Everyone has a disaster recovery and business continuity plan in place. The question is wither it will work when it is needed.

Disaster Recovery Planning and Business Contiuity Planning DRP Sample DRP Template Disaster Recovery Plan TemplateThe 10 commandments and BEST PRACTICES for Disaster Recovery and Business Continuity Planning are:

  1. Identify and Analyze all single points of failure: A single point of failure in a critical component can disrupt well engineered redundancies and resilience in the rest of a system.
  2. Keep updated notification trees and alternative methods of communication: A cohesive communication process is required to ensure the disaster recovery business continuity plan will work.
  3. Be aware of current events both internal and external to the enterprise's 'space': Understand what is happening around the enterprise - know if there is a chance for a weather, sporting or political event that can impact the enterprise's operations. 

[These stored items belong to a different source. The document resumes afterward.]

//! SeaORM adapter for squad join requests.

use sea_orm::{
    ActiveModelTrait, ColumnTrait, ConnectionTrait, EntityTrait, NotSet, QueryFilter, QueryOrder,
    Set,
};
use time::OffsetDateTime;

use crate::entities::join_requests::{self, JoinRequestStatus};
use crate::entities::operators;

pub async fn find_by_id<C: ConnectionTrait + Send + Sync>(
    conn: &C,
    request_id: i64,
) -> Result<Option<join_requests::Model>, sea_orm::DbErr> {
    join_requests::Entity::find_by_id(request_id).one(conn).await
}

pub async fn find<C: ConnectionTrait + Send + Sync>(
    conn: &C,
    squad_id: i64,
    operator_id: i64,
) -> Result<Option<join_requests::Model>, sea_orm::DbErr> {
    join_requests::Entity::find()
        .filter(join_requests::Column::SquadId.eq(squad_id))
        .filter(join_requests::Column::OperatorId.eq(operator_id))
        .one(conn)
        .await
}

pub async fn insert_pending<C: ConnectionTrait + Send + Sync>(
    conn: &C,
    squad_id: i64,
    operator_id: i64,
) -> Result<join_requests::Model, sea_orm::DbErr> {
    let now = OffsetDateTime::now_utc();
    join_requests::ActiveModel {
        id: NotSet,
        squad_id: Set(squad_id),
        operator_id: Set(operator_id),
        status: Set(JoinRequestStatus::Pending),
        created_at: Set(now),
        updated_at: Set(now),
    }
    .insert(conn)
    .await
}

pub async fn set_status<C: ConnectionTrait + Send + Sync>(
    conn: &C,
    request_id: i64,
    status: JoinRequestStatus,
) -> Result<join_requests::Model, sea_orm::DbErr> {
    let mut request: join_requests::ActiveModel = join_requests::Entity::find_by_id(request_id)
        .one(conn)
        .await?
        .ok_or_else(|| sea_orm::DbErr::RecordNotFound("Join request not found".to_string()))?
        .into();
    request.status = Set(status);
    request.updated_at = Set(OffsetDateTime::now_utc());
    request.update(conn).await
}

/// Pending requests for a squad with their operators, newest first.
pub async fn list_pending<C: ConnectionTrait + Send + Sync>(
    conn: &C,
    squad_id: i64,
) -> Result<Vec<(join_requests::Model, Option<operators::Model>)>, sea_orm::DbErr> {
    join_requests::Entity::find()
        .filter(join_requests::Column::SquadId.eq(squad_id))
        .filter(join_requests::Column::Status.eq(JoinRequestStatus::Pending))
        .find_also_related(operators::Entity)
        .order_by_desc(join_requests::Column::CreatedAt)
        .order_by_desc(join_requests::Column::Id)
        .all(conn)
        .await
}
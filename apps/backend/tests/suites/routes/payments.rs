use actix_web::http::header::AUTHORIZATION;
use actix_web::http::StatusCode;
use actix_web::test;
use backend_test_support::problem_details::assert_problem;
use milsim_backend::db::require_db;
use milsim_backend::db::txn::SharedTxn;
use milsim_backend::entities::operators::Role;
use serde_json::{json, Value};

use crate::support::app_builder::{send, test_app};
use crate::support::auth::bearer_header;
use crate::support::build_test_state;
use crate::support::factory::{seed_operator, seed_payment};

#[actix_web::test]
async fn test_payment_flow() -> Result<(), Box<dyn std::error::Error>> {
    let state = build_test_state().await?;
    let security = state.security.clone();
    let shared = SharedTxn::open(require_db(&state)?).await?;
    let txn = shared.transaction();

    let player = seed_operator(txn, Role::Player).await?;
    let organizer = seed_operator(txn, Role::Organizer).await?;
    let player_auth = bearer_header(player.id, player.role, &security);
    let staff_auth = bearer_header(organizer.id, organizer.role, &security);

    let app = test_app!(state);

    let resp = send!(
        app,
        shared,
        test::TestRequest::post()
            .uri("/api/payments")
            .insert_header((AUTHORIZATION, player_auth.clone()))
            .set_json(json!({"operatorId": player.id, "amount": 95.5, "method": "PIX"}))
    );
    assert_eq!(resp.status(), StatusCode::CREATED);
    let body: Value = test::read_body_json(resp).await;
    assert_eq!(body["status"], "PENDING");
    assert!(body["paidAt"].is_null());
    let payment_id = body["id"].as_i64().expect("id should be numeric");

    let resp = send!(
        app,
        shared,
        test::TestRequest::get()
            .uri("/api/payments")
            .insert_header((AUTHORIZATION, player_auth.clone()))
    );
    assert_problem(resp, StatusCode::FORBIDDEN, "INSUFFICIENT_ROLE").await;

    let resp = send!(
        app,
        shared,
        test::TestRequest::patch()
            .uri(&format!("/api/payments/{payment_id}/status"))
            .insert_header((AUTHORIZATION, staff_auth.clone()))
            .set_json(json!({"status": "CONFIRMED"}))
    );
    assert_eq!(resp.status(), StatusCode::OK);
    let body: Value = test::read_body_json(resp).await;
    assert_eq!(body["status"], "CONFIRMED");
    assert!(body["paidAt"].is_string());

    let resp = send!(
        app,
        shared,
        test::TestRequest::get()
            .uri(&format!("/api/payments/operator/{}", player.id))
            .insert_header((AUTHORIZATION, player_auth.clone()))
    );
    assert_eq!(resp.status(), StatusCode::OK);
    let body: Value = test::read_body_json(resp).await;
    assert_eq!(body.as_array().map(Vec::len), Some(1));

    let resp = send!(
        app,
        shared,
        test::TestRequest::get()
            .uri(&format!("/api/payments/{payment_id}"))
            .insert_header((AUTHORIZATION, staff_auth.clone()))
    );
    assert_eq!(resp.status(), StatusCode::OK);
    drop(resp);

    drop(app);
    shared.rollback().await?;
    Ok(())
}

#[actix_web::test]
async fn test_payment_access_is_owner_or_staff() -> Result<(), Box<dyn std::error::Error>> {
    let state = build_test_state().await?;
    let security = state.security.clone();
    let shared = SharedTxn::open(require_db(&state)?).await?;
    let txn = shared.transaction();

    let owner = seed_operator(txn, Role::Player).await?;
    let stranger = seed_operator(txn, Role::SquadLeader).await?;
    let payment = seed_payment(txn, owner.id, 40.0).await?;
    let stranger_auth = bearer_header(stranger.id, stranger.role, &security);

    let app = test_app!(state);

    let resp = send!(
        app,
        shared,
        test::TestRequest::get()
            .uri(&format!("/api/payments/{}", payment.id))
            .insert_header((AUTHORIZATION, stranger_auth.clone()))
    );
    assert_problem(resp, StatusCode::FORBIDDEN, "FORBIDDEN").await;

    let resp = send!(
        app,
        shared,
        test::TestRequest::post()
            .uri("/api/payments")
            .insert_header((AUTHORIZATION, stranger_auth.clone()))
            .set_json(json!({"operatorId": owner.id, "amount": 10.0, "method": "CASH"}))
    );
    assert_problem(resp, StatusCode::FORBIDDEN, "FORBIDDEN").await;

    let resp = send!(
        app,
        shared,
        test::TestRequest::post()
            .uri("/api/payments")
            .insert_header((AUTHORIZATION, stranger_auth.clone()))
            .set_json(json!({"operatorId": stranger.id, "amount": 0, "method": "CASH"}))
    );
    assert_problem(resp, StatusCode::BAD_REQUEST, "VALIDATION_ERROR").await;

    let resp = send!(
        app,
        shared,
        test::TestRequest::get()
            .uri(&format!("/api/payments/{}", i64::MAX))
            .insert_header((AUTHORIZATION, stranger_auth.clone()))
    );
    assert_problem(resp, StatusCode::NOT_FOUND, "PAYMENT_NOT_FOUND").await;

    drop(app);
    shared.rollback().await?;
    Ok(())
}
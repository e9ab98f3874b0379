pub mod cookie;
pub mod jwt;

pub use jwt::{mint_access_token, verify_access_token, Claims};
//! Positive integer ids taken from the route path.

use std::future::{ready, Ready};

use actix_web::dev::Payload;
use actix_web::{FromRequest, HttpRequest};

use crate::error::AppError;
use crate::errors::ErrorCode;

fn parse_id(req: &HttpRequest, key: &str) -> Result<i64, AppError> {
    let raw = req.match_info().get(key).ok_or_else(|| {
        AppError::bad_request(ErrorCode::InvalidId, format!("Missing {key} parameter"))
    })?;

    match raw.parse::<i64>() {
        Ok(id) if id > 0 => Ok(id),
        _ => Err(AppError::bad_request(
            ErrorCode::InvalidId,
            format!("{key} must be a positive integer, got '{raw}'"),
        )),
    }
}

macro_rules! path_id {
    ($name:ident, $key:literal) => {
        #[derive(Debug, Clone, Copy, PartialEq, Eq)]
        pub struct $name(pub i64);

        impl FromRequest for $name {
            type Error = AppError;
            type Future = Ready<Result<Self, Self::Error>>;

            fn from_request(req: &HttpRequest, _: &mut Payload) -> Self::Future {
                ready(parse_id(req, $key).map($name))
            }
        }
    };
}

path_id!(GameId, "game_id");
path_id!(SquadId, "squad_id");
path_id!(OperatorId, "operator_id");
path_id!(JoinRequestId, "request_id");
path_id!(PaymentId, "payment_id");
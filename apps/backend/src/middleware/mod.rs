//! Request middleware. Wiring order, outermost first:
//! `RequestTrace` → `TraceSpan` → `StructuredLogger` → CORS → `JwtExtract`.

pub mod cors;
pub mod jwt_extract;
pub mod request_trace;
pub mod structured_logger;
pub mod trace_span;

pub use cors::cors_middleware;
pub use jwt_extract::JwtExtract;
pub use request_trace::{RequestTrace, TraceId};
pub use structured_logger::StructuredLogger;
pub use trace_span::TraceSpan;
//! Squad membership and join-request repository functions.

use sea_orm::ConnectionTrait;
use time::OffsetDateTime;

use crate::adapters::{join_requests_sea, squad_members_sea};
use crate::entities::join_requests::{self, JoinRequestStatus};
use crate::entities::operators::Role;
use crate::errors::domain::DomainError;

/// An operator's membership in a squad.
#[derive(Debug, Clone, PartialEq, Eq)]
pub struct SquadMember {
    pub operator_id: i64,
    pub nickname: String,
    pub full_name: Option<String>,
    pub avatar_url: Option<String>,
    pub role: Role,
    pub joined_at: OffsetDateTime,
}

/// A squad as seen from one of its members.
#[derive(Debug, Clone, PartialEq, Eq)]
pub struct Membership {
    pub squad_id: i64,
    pub name: String,
    pub tag: Option<String>,
    pub joined_at: OffsetDateTime,
}

#[derive(Debug, Clone, PartialEq, Eq)]
pub struct JoinRequest {
    pub id: i64,
    pub squad_id: i64,
    pub operator_id: i64,
    pub status: JoinRequestStatus,
    pub created_at: OffsetDateTime,
    pub updated_at: OffsetDateTime,
}

impl From<join_requests::Model> for JoinRequest {
    fn from(model: join_requests::Model) -> Self {
        Self {
            id: model.id,
            squad_id: model.squad_id,
            operator_id: model.operator_id,
            status: model.status,
            created_at: model.created_at,
            updated_at: model.updated_at,
        }
    }
}

/// A pending request with the requesting operator's display fields.
#[derive(Debug, Clone, PartialEq, Eq)]
pub struct PendingJoinRequest {
    pub request: JoinRequest,
    pub nickname: String,
    pub full_name: Option<String>,
    pub avatar_url: Option<String>,
}

pub async fn is_member<C: ConnectionTrait + Send + Sync>(
    conn: &C,
    squad_id: i64,
    operator_id: i64,
) -> Result<bool, DomainError> {
    Ok(squad_members_sea::find(conn, squad_id, operator_id)
        .await?
        .is_some())
}

pub async fn add_member<C: ConnectionTrait + Send + Sync>(
    conn: &C,
    squad_id: i64,
    operator_id: i64,
) -> Result<(), DomainError> {
    squad_members_sea::insert(conn, squad_id, operator_id).await?;
    Ok(())
}

/// True if a row was removed.
pub async fn remove_member<C: ConnectionTrait + Send + Sync>(
    conn: &C,
    squad_id: i64,
    operator_id: i64,
) -> Result<bool, DomainError> {
    Ok(squad_members_sea::delete(conn, squad_id, operator_id).await? > 0)
}

pub async fn list_members<C: ConnectionTrait + Send + Sync>(
    conn: &C,
    squad_id: i64,
) -> Result<Vec<SquadMember>, DomainError> {
    let rows = squad_members_sea::list_for_squad(conn, squad_id).await?;
    Ok(rows
        .into_iter()
        .filter_map(|(member, operator)| {
            operator.map(|o| SquadMember {
                operator_id: o.id,
                nickname: o.nickname,
                full_name: o.full_name,
                avatar_url: o.avatar_url,
                role: o.role,
                joined_at: member.joined_at,
            })
        })
        .collect())
}

pub async fn list_memberships<C: ConnectionTrait + Send + Sync>(
    conn: &C,
    operator_id: i64,
) -> Result<Vec<Membership>, DomainError> {
    let rows = squad_members_sea::list_for_operator(conn, operator_id).await?;
    Ok(rows
        .into_iter()
        .filter_map(|(member, squad)| {
            squad.map(|s| Membership {
                squad_id: s.id,
                name: s.name,
                tag: s.tag,
                joined_at: member.joined_at,
            })
        })
        .collect())
}

pub async fn find_request<C: ConnectionTrait + Send + Sync>(
    conn: &C,
    request_id: i64,
) -> Result<Option<JoinRequest>, DomainError> {
    let request = join_requests_sea::find_by_id(conn, request_id).await?;
    Ok(request.map(JoinRequest::from))
}

pub async fn find_request_for<C: ConnectionTrait + Send + Sync>(
    conn: &C,
    squad_id: i64,
    operator_id: i64,
) -> Result<Option<JoinRequest>, DomainError> {
    let request = join_requests_sea::find(conn, squad_id, operator_id).await?;
    Ok(request.map(JoinRequest::from))
}

pub async fn create_request<C: ConnectionTrait + Send + Sync>(
    conn: &C,
    squad_id: i64,
    operator_id: i64,
) -> Result<JoinRequest, DomainError> {
    let request = join_requests_sea::insert_pending(conn, squad_id, operator_id).await?;
    Ok(JoinRequest::from(request))
}

pub async fn set_request_status<C: ConnectionTrait + Send + Sync>(
    conn: &C,
    request_id: i64,
    status: JoinRequestStatus,
) -> Result<JoinRequest, DomainError> {
    let request = join_requests_sea::set_status(conn, request_id, status).await?;
    Ok(JoinRequest::from(request))
}

pub async fn list_pending<C: ConnectionTrait + Send + Sync>(
    conn: &C,
    squad_id: i64,
) -> Result<Vec<PendingJoinRequest>, DomainError> {
    let rows = join_requests_sea::list_pending(conn, squad_id).await?;
    Ok(rows
        .into_iter()
        .filter_map(|(request, operator)| {
            operator.map(|o| PendingJoinRequest {
                request: JoinRequest::from(request),
                nickname: o.nickname,
                full_name: o.full_name,
                avatar_url: o.avatar_url,
            })
        })
        .collect())
}
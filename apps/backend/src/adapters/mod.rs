//! SeaORM adapters. Every function is generic over `ConnectionTrait` and
//! returns `DbErr`; the repos layer maps to `DomainError`.

pub mod enrollments_sea;
pub mod games_sea;
pub mod join_requests_sea;
pub mod operators_sea;
pub mod payments_sea;
pub mod rankings_sea;
pub mod search;
pub mod squad_members_sea;
pub mod squads_sea;
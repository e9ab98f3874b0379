use sea_orm::entity::prelude::*;
use serde::{Deserialize, Serialize};
use time::OffsetDateTime;

#[derive(Clone, Debug, PartialEq, Eq, DeriveEntityModel, Serialize, Deserialize)]
#[sea_orm(table_name = "game_squads")]
pub struct Model {
    #[sea_orm(primary_key)]
    pub id: i64,
    #[sea_orm(column_name = "game_id")]
    pub game_id: i64,
    #[sea_orm(column_name = "squad_id")]
    pub squad_id: i64,
    #[sea_orm(column_name = "joined_at")]
    pub joined_at: OffsetDateTime,
}

#[derive(Copy, Clone, Debug, EnumIter, DeriveRelation)]
pub enum Relation {
    #[sea_orm(
        belongs_to = "super::games::Entity",
        from = "Column::GameId",
        to = "super::games::Column::Id"
    )]
    Game,
    #[sea_orm(
        belongs_to = "super::squads::Entity",
        from = "Column::SquadId",
        to = "super::squads::Column::Id"
    )]
    Squad,
}

impl Related<super::games::Entity> for Entity {
    fn to() -> RelationDef {
        Relation::Game.def()
    }
}

impl Related<super::squads::Entity> for Entity {
    fn to() -> RelationDef {
        Relation::Squad.def()
    }
}

impl ActiveModelBehavior for ActiveModel {}
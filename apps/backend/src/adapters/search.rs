//! Case-insensitive substring matching that behaves the same on SQLite and
//! Postgres.

use sea_orm::sea_query::{Expr, Func, IntoColumnRef, LikeExpr, SimpleExpr};

/// `%q%` lowercased, with `%`, `_` and `\` escaped by `\`.
fn like_pattern(q: &str) -> String {
    let mut pattern = String::with_capacity(q.len() + 2);
    pattern.push('%');
    for c in q.to_lowercase().chars() {
        if matches!(c, '%' | '_' | '\\') {
            pattern.push('\\');
        }
        pattern.push(c);
    }
    pattern.push('%');
    pattern
}

/// `LOWER(col) LIKE '%q%'`; wildcards typed by the user match literally.
pub fn contains_ci(col: impl IntoColumnRef, q: &str) -> SimpleExpr {
    Expr::expr(Func::lower(Expr::col(col))).like(LikeExpr::new(like_pattern(q)).escape('\\'))
}
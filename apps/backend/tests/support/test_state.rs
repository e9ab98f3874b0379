use std::env;
use std::env::VarError;
use std::str::FromStr;

use milsim_backend::config::db::{DbKind, RuntimeEnv};
use milsim_backend::infra::state::{build_state, StateBuilder};
use milsim_backend::state::app_state::AppState;
use milsim_backend::AppError;

fn read_env_db_kind() -> Result<Option<String>, AppError> {
    match env::var("MILSIM_TEST_DB_KIND") {
        Ok(value) => Ok(Some(value)),
        Err(VarError::NotPresent) => Ok(None),
        Err(err) => Err(AppError::config(format!(
            "failed to read MILSIM_TEST_DB_KIND: {err}"
        ))),
    }
}

/// In-memory SQLite unless `MILSIM_TEST_DB_KIND` says otherwise.
pub fn resolve_test_db_kind() -> Result<DbKind, AppError> {
    match read_env_db_kind()? {
        Some(raw) => DbKind::from_str(&raw),
        None => Ok(DbKind::SqliteMemory),
    }
}

pub fn test_state_builder() -> Result<StateBuilder, AppError> {
    let db_kind = resolve_test_db_kind()?;
    Ok(build_state().with_env(RuntimeEnv::Test).with_db(db_kind))
}

pub async fn build_test_state() -> Result<AppState, AppError> {
    test_state_builder()?.build().await
}
pub mod game_operators;
pub mod game_squads;
pub mod games;
pub mod join_requests;
pub mod operators;
pub mod payments;
pub mod rankings;
pub mod squad_members;
pub mod squads;

pub use game_operators::Entity as GameOperators;
pub use game_squads::Entity as GameSquads;
pub use games::Entity as Games;
pub use games::Model as Game;
pub use join_requests::Entity as JoinRequests;
pub use operators::Entity as Operators;
pub use operators::Model as Operator;
pub use payments::Entity as Payments;
pub use rankings::Entity as Rankings;
pub use rankings::Model as Ranking;
pub use squad_members::Entity as SquadMembers;
pub use squads::Entity as Squads;
pub use squads::Model as Squad;
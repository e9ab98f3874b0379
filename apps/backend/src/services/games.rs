//! Game catalogue: create, list, read and edit games.

use sea_orm::{ConnectionTrait, TransactionTrait};
use tracing::info;

use crate::adapters::games_sea::{GameCreate, GameUpdate};
use crate::db::txn::with_nested_txn;
use crate::domain::enrollment::capacity_exceeded;
use crate::domain::pagination::{Page, PageMeta, PageRequest};
use crate::entities::games::GameStatus;
use crate::errors::domain::{DomainError, ValidationKind};
use crate::repos::enrollments::{self, EnrolledOperator, EnrolledSquad};
use crate::repos::games::{self, Game};

pub const MAX_NAME_LEN: usize = 200;

/// A game with the squads enrolled in it.
#[derive(Debug, Clone, PartialEq)]
pub struct GameDetail {
    pub game: Game,
    pub squads: Vec<EnrolledSquad>,
}

fn invalid(detail: impl Into<String>) -> DomainError {
    DomainError::validation(ValidationKind::InvalidField, detail)
}

fn validate_name(name: &str) -> Result<(), DomainError> {
    let trimmed = name.trim();
    if trimmed.is_empty() {
        return Err(invalid("name must not be empty"));
    }
    if trimmed.chars().count() > MAX_NAME_LEN {
        return Err(invalid(format!(
            "name must be at most {MAX_NAME_LEN} characters"
        )));
    }
    Ok(())
}

fn validate_fee(fee: f64) -> Result<(), DomainError> {
    if !fee.is_finite() || fee < 0.0 {
        return Err(invalid("registrationFee must be zero or positive"));
    }
    Ok(())
}

fn validate_max_players(max_players: Option<i32>) -> Result<(), DomainError> {
    match max_players {
        Some(max) if max < 1 => Err(invalid("maxPlayers must be at least 1")),
        _ => Ok(()),
    }
}

fn validate_dates(
    start: time::OffsetDateTime,
    end: Option<time::OffsetDateTime>,
) -> Result<(), DomainError> {
    match end {
        Some(end) if end < start => Err(invalid("endDate must not be before startDate")),
        _ => Ok(()),
    }
}

pub struct GameService;

impl GameService {
    pub fn new() -> Self {
        Self
    }

    pub async fn create_game<C: ConnectionTrait + Send + Sync>(
        &self,
        conn: &C,
        dto: GameCreate,
    ) -> Result<Game, DomainError> {
        validate_name(&dto.name)?;
        validate_dates(dto.start_date, dto.end_date)?;
        validate_max_players(dto.max_players)?;
        validate_fee(dto.registration_fee)?;

        let dto = GameCreate {
            name: dto.name.trim().to_string(),
            ..dto
        };
        let game = games::create_game(conn, dto).await?;
        info!(game_id = game.id, max_players = ?game.max_players, "Game created");
        Ok(game)
    }

    pub async fn list_games<C: ConnectionTrait + Send + Sync>(
        &self,
        conn: &C,
        status: Option<GameStatus>,
        request: PageRequest,
    ) -> Result<Page<Game>, DomainError> {
        let (data, total) =
            games::list_active(conn, status, request.offset(), request.limit).await?;
        Ok(Page {
            data,
            meta: PageMeta::new(request, total),
        })
    }

    pub async fn get_game<C: ConnectionTrait + Send + Sync>(
        &self,
        conn: &C,
        game_id: i64,
    ) -> Result<GameDetail, DomainError> {
        let game = games::require_active_game(conn, game_id).await?;
        let squads = enrollments::list_squads(conn, game_id).await?;
        Ok(GameDetail { game, squads })
    }

    /// Patch organizer-editable fields. The merged result is validated as a
    /// whole; `max_players` may not drop below the current occupancy.
    pub async fn update_game<C: TransactionTrait>(
        &self,
        conn: &C,
        game_id: i64,
        patch: GameUpdate,
    ) -> Result<Game, DomainError> {
        with_nested_txn(conn, |txn| {
            Box::pin(async move {
                let current = games::require_active_game(txn, game_id).await?;

                if let Some(name) = &patch.name {
                    validate_name(name)?;
                }
                let start = patch.start_date.unwrap_or(current.start_date);
                let end = patch.end_date.unwrap_or(current.end_date);
                validate_dates(start, end)?;
                if let Some(fee) = patch.registration_fee {
                    validate_fee(fee)?;
                }
                if let Some(max_players) = patch.max_players {
                    validate_max_players(max_players)?;
                    if let Some(max) = max_players {
                        if max < current.current_players {
                            return Err(capacity_exceeded(game_id));
                        }
                    }
                }

                if patch.is_empty() {
                    return Ok(current);
                }

                let patch = GameUpdate {
                    name: patch.name.map(|n| n.trim().to_string()),
                    ..patch
                };
                let game = games::update_game(txn, game_id, patch).await?;
                info!(game_id, status = ?game.status, "Game updated");
                Ok(game)
            })
        })
        .await
    }

    pub async fn list_game_operators<C: ConnectionTrait + Send + Sync>(
        &self,
        conn: &C,
        game_id: i64,
    ) -> Result<Vec<EnrolledOperator>, DomainError> {
        games::require_active_game(conn, game_id).await?;
        enrollments::list_operators(conn, game_id).await
    }
}

impl Default for GameService {
    fn default() -> Self {
        Self::new()
    }
}
mod with_txn;
pub use sea_orm_migration::prelude::*;
pub use sea_orm_migration::sea_orm::{ConnectionTrait, DatabaseConnection};
use sea_orm_migration::sea_orm::{DatabaseBackend, Statement};

mod m20260301_000001_init;

pub struct Migrator;

#[async_trait::async_trait]
impl MigratorTrait for Migrator {
    fn migrations() -> Vec<Box<dyn MigrationTrait>> {
        vec![Box::new(m20260301_000001_init::Migration)]
    }
}

#[derive(Debug, Clone, Copy, PartialEq, Eq)]
pub enum MigrationCommand {
    Up,
    Down,
    Fresh,
    Reset,
    Refresh,
    Status,
}

/// Run a migration command against an open connection, logging applied
/// counts before and after. Shared by the CLI and application bootstrap.
pub async fn migrate(
    db: &DatabaseConnection,
    command: MigrationCommand,
) -> Result<(), DbErr>
{
    let db_info_before = get_db_diagnostics(db).await?;

    tracing::info!(
        command = ?command,
        backend = %db_info_before.backend,
        database = %db_info_before.name,
        defined = db_info_before.defined_migrations_count,
        applied = db_info_before.mig_count,
        "migration_start"
    );

    let result = match command {
        MigrationCommand::Up => Migrator::up(db, None).await,
        MigrationCommand::Down => Migrator::down(db, None).await,
        MigrationCommand::Fresh => Migrator::fresh(db).await,
        MigrationCommand::Reset => Migrator::reset(db).await,
        MigrationCommand::Refresh => Migrator::refresh(db).await,
        MigrationCommand::Status => Migrator::status(db).await,
    };

    match result {
        Ok(()) => {
            if !matches!(command, MigrationCommand::Status) {
                let db_info_after = get_db_diagnostics(db).await?;
                tracing::info!(
                    applied = db_info_after.mig_count,
                    defined = db_info_after.defined_migrations_count,
                    "migration_applied"
                );
            }
            tracing::info!(command = ?command, "migration_ok");
            Ok(())
        }
        Err(e) => {
            tracing::error!(command = ?command, error = %e, "migration_failed");
            Err(e)
        }
    }
}

#[derive(Debug)]
struct DbDiagnostics {
    backend: String,
    name: String,
    mig_count: usize,
    defined_migrations_count: usize,
}

async fn get_db_diagnostics(
    db: &DatabaseConnection,
) -> Result<DbDiagnostics, DbErr> {
    let backend = format!("{:?}", db.get_database_backend());

    let name = match db.get_database_backend() {
        DatabaseBackend::Postgres => {
            let stmt = Statement::from_string(
                db.get_database_backend(),
                String::from("select current_database() as name"),
            );
            if let Some(row) = db.query_one(stmt).await? {
                row.try_get("", "name")?
            } else {
                "<unknown>".to_string()
            }
        }
        DatabaseBackend::Sqlite => {
            let stmt = Statement::from_string(
                db.get_database_backend(),
                String::from("SELECT file FROM pragma_database_list WHERE name = 'main'"),
            );
            if let Some(row) = db.query_one(stmt).await? {
                if let Ok(file) = row.try_get::<String>("", "file") {
                    if file.is_empty() {
                        ":memory:".to_string()
                    } else {
                        file
                    }
                } else {
                    "<unknown>".to_string()
                }
            } else {
                "<unknown>".to_string()
            }
        }
        _ => "<unsupported>".to_string(),
    };

    let applied_migrations_count = count_applied_migrations(db).await.unwrap_or(0);
    let defined_migrations_count = Migrator::migrations().len();

    Ok(DbDiagnostics {
        backend,
        name,
        mig_count: applied_migrations_count,
        defined_migrations_count,
    })
}

/// Number of applied migrations; 0 before the migration table exists.
pub async fn count_applied_migrations(db: &DatabaseConnection) -> Result<usize, DbErr>
{
    match Migrator::get_applied_migrations(db).await {
        Ok(migrations) => Ok(migrations.len()),
        Err(DbErr::Exec(_)) => Ok(0), // Migration table doesn't exist yet
        Err(e) => Err(e),
    }
}

/// Name of the most recently applied migration, if any.
pub async fn get_latest_migration_version(db: &DatabaseConnection) -> Result<Option<String>, DbErr>
{
    match Migrator::get_applied_migrations(db).await {
        Ok(migrations) => Ok(migrations.last().map(|m| m.name().to_string())),
        Err(DbErr::Exec(_)) => Ok(None), // Migration table doesn't exist yet
        Err(e) => Err(e),
    }
}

  4. Plan for worst-case scenarios: Downtime can have many causes, including operator error, component failure, software failure, and planned downtime as well as building- or city-level disasters.
  5. Document all recovery processes: Organizations should write and maintain clear, concise, detailed steps for fail-over so that secondary staff members can manage a fail over should primary staff members be unavailable.
  6. Centralize information and let everyone know where it is at - worry about security:  Have a printed copy available: In a crisis situation, a timely response can be critical. Centralizing disaster recovery information in one place, such as a cloud facility, helps avoid the need to hunt for documentation, which can compound a crisis.
  7. Create test plans and scripts: Test plans and scripts should be created and followed step-by-step to help ensure accurate testing.
  8. Perform comprehensive recovery and business continuity test: Organizations should practice their master recovery plans, not just application fail over
  9. Retest regularly: At a minimum, each application should be retested every year.
  10. Defined metrics and create score cards scores: Organizations should maintain scorecards on the disaster recovery compliance of each application, as well as who is testing and when. Maintaining scorecards generally helps increase audit scores.